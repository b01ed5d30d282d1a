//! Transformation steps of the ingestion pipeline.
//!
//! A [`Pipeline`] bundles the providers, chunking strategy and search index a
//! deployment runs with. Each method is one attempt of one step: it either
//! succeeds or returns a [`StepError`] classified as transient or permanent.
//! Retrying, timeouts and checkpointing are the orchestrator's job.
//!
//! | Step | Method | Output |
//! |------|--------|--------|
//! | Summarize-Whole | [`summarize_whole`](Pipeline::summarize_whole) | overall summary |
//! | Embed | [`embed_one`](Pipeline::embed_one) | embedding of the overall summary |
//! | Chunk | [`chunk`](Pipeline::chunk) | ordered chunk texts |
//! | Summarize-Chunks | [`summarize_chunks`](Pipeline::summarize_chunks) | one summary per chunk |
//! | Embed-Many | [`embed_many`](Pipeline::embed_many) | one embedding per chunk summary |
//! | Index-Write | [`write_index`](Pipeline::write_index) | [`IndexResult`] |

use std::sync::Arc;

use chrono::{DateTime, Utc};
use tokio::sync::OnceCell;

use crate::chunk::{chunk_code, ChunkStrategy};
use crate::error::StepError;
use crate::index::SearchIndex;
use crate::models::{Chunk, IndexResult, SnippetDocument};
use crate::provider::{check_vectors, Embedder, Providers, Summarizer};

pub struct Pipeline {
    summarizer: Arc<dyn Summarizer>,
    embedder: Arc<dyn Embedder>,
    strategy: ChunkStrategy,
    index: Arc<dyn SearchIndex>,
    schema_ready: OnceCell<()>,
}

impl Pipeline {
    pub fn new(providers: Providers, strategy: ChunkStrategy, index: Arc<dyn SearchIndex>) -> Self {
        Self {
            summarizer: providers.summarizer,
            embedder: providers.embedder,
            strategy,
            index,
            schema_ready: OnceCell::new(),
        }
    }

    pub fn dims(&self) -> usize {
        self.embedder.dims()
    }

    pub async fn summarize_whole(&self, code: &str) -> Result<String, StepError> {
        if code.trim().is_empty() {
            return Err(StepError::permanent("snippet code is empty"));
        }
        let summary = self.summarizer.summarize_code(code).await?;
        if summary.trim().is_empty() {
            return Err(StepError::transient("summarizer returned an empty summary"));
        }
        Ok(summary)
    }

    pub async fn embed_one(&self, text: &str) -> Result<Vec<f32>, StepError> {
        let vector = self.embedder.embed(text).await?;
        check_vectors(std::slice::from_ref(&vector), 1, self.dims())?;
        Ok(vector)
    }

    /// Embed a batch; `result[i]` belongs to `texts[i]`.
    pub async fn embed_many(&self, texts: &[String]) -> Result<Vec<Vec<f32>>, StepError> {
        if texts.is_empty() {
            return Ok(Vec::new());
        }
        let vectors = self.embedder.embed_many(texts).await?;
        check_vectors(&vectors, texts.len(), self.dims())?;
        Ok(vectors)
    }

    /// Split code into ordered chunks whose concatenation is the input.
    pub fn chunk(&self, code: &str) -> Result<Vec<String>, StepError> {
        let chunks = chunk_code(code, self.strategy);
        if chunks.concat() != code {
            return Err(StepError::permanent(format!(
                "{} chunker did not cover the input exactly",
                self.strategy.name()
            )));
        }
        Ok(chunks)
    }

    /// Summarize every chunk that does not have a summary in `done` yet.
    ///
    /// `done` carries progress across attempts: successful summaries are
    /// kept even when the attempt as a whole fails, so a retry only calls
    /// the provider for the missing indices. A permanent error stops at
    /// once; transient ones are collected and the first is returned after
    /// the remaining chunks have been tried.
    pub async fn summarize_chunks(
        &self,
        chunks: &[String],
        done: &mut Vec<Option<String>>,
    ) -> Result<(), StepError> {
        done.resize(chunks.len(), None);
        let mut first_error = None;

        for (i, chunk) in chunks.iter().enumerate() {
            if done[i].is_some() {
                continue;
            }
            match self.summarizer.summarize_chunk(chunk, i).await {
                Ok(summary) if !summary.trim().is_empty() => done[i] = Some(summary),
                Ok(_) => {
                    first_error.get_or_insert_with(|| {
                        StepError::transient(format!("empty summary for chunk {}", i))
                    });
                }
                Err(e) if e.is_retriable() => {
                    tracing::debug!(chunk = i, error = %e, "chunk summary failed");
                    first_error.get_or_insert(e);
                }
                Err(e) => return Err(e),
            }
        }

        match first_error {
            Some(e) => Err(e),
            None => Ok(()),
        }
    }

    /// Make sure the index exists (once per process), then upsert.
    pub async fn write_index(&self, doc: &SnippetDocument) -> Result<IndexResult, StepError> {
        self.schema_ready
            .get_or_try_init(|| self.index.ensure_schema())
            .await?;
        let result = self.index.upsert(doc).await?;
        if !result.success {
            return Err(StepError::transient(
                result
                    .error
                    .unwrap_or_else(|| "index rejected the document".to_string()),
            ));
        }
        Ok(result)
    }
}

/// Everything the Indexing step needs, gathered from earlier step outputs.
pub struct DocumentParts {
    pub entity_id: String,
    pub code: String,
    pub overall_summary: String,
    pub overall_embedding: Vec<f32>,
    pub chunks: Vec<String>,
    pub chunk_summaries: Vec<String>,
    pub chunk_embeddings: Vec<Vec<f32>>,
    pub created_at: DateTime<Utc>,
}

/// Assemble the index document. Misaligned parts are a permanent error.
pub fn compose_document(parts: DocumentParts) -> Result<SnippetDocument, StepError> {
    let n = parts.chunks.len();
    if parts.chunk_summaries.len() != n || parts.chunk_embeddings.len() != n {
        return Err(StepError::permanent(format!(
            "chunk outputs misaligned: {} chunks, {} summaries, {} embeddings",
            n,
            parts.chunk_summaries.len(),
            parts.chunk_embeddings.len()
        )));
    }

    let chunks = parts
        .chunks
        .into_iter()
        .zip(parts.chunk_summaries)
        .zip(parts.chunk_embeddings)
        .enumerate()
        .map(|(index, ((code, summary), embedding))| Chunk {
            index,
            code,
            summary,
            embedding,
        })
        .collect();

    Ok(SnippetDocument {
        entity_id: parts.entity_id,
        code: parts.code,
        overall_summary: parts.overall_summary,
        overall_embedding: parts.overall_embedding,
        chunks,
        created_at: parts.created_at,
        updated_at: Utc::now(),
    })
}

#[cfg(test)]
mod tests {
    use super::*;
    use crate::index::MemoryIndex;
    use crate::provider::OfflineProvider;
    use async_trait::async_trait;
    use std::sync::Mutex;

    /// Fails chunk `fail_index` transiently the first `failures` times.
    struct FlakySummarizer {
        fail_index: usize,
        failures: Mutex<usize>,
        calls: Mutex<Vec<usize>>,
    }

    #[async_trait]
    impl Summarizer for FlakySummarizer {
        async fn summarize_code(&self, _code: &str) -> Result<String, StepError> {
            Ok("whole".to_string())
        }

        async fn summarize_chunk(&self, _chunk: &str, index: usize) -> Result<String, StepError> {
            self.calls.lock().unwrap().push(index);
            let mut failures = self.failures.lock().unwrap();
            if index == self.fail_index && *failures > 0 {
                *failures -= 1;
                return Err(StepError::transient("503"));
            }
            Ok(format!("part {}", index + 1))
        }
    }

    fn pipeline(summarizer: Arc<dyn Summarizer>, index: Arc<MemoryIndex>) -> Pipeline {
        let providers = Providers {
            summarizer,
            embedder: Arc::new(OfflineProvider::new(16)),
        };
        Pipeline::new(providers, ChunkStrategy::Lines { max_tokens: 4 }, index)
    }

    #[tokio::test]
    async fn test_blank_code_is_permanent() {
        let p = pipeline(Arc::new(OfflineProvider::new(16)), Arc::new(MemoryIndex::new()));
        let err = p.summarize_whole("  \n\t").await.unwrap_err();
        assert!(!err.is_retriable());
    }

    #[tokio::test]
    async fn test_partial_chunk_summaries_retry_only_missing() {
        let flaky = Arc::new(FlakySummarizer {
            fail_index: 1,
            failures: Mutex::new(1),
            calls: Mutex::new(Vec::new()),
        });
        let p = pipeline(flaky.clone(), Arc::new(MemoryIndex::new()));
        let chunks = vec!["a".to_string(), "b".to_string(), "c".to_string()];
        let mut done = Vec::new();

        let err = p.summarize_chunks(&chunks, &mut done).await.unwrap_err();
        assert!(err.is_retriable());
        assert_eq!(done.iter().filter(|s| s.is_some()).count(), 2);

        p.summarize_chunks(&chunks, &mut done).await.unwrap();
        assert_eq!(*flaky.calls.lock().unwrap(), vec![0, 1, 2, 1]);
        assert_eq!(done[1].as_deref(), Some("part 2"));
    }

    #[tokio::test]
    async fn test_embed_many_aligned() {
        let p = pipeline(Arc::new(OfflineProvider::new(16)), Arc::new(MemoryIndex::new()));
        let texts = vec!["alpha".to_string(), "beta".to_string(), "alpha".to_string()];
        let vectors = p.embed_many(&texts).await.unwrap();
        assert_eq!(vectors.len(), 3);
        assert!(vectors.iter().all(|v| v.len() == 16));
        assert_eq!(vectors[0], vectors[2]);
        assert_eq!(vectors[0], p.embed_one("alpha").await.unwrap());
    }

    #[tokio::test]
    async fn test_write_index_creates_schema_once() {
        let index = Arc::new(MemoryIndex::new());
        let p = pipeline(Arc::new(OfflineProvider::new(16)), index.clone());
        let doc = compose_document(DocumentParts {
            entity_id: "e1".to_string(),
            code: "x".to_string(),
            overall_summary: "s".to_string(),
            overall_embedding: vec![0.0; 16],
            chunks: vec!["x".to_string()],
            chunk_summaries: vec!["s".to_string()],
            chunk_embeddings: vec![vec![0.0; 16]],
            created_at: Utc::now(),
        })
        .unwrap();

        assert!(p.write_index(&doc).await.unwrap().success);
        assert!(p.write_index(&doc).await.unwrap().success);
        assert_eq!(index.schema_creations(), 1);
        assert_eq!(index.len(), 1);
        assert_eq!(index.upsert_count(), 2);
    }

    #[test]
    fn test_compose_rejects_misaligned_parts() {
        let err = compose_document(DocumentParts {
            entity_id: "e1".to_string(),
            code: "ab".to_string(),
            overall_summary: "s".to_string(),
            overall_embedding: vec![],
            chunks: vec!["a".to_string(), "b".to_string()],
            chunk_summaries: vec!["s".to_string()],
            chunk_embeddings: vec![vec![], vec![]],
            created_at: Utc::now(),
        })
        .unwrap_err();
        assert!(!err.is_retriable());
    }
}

[Exercise] For the entries above, count the lines that contain the string "calls", and state that number without further comment.

[Task answer] 5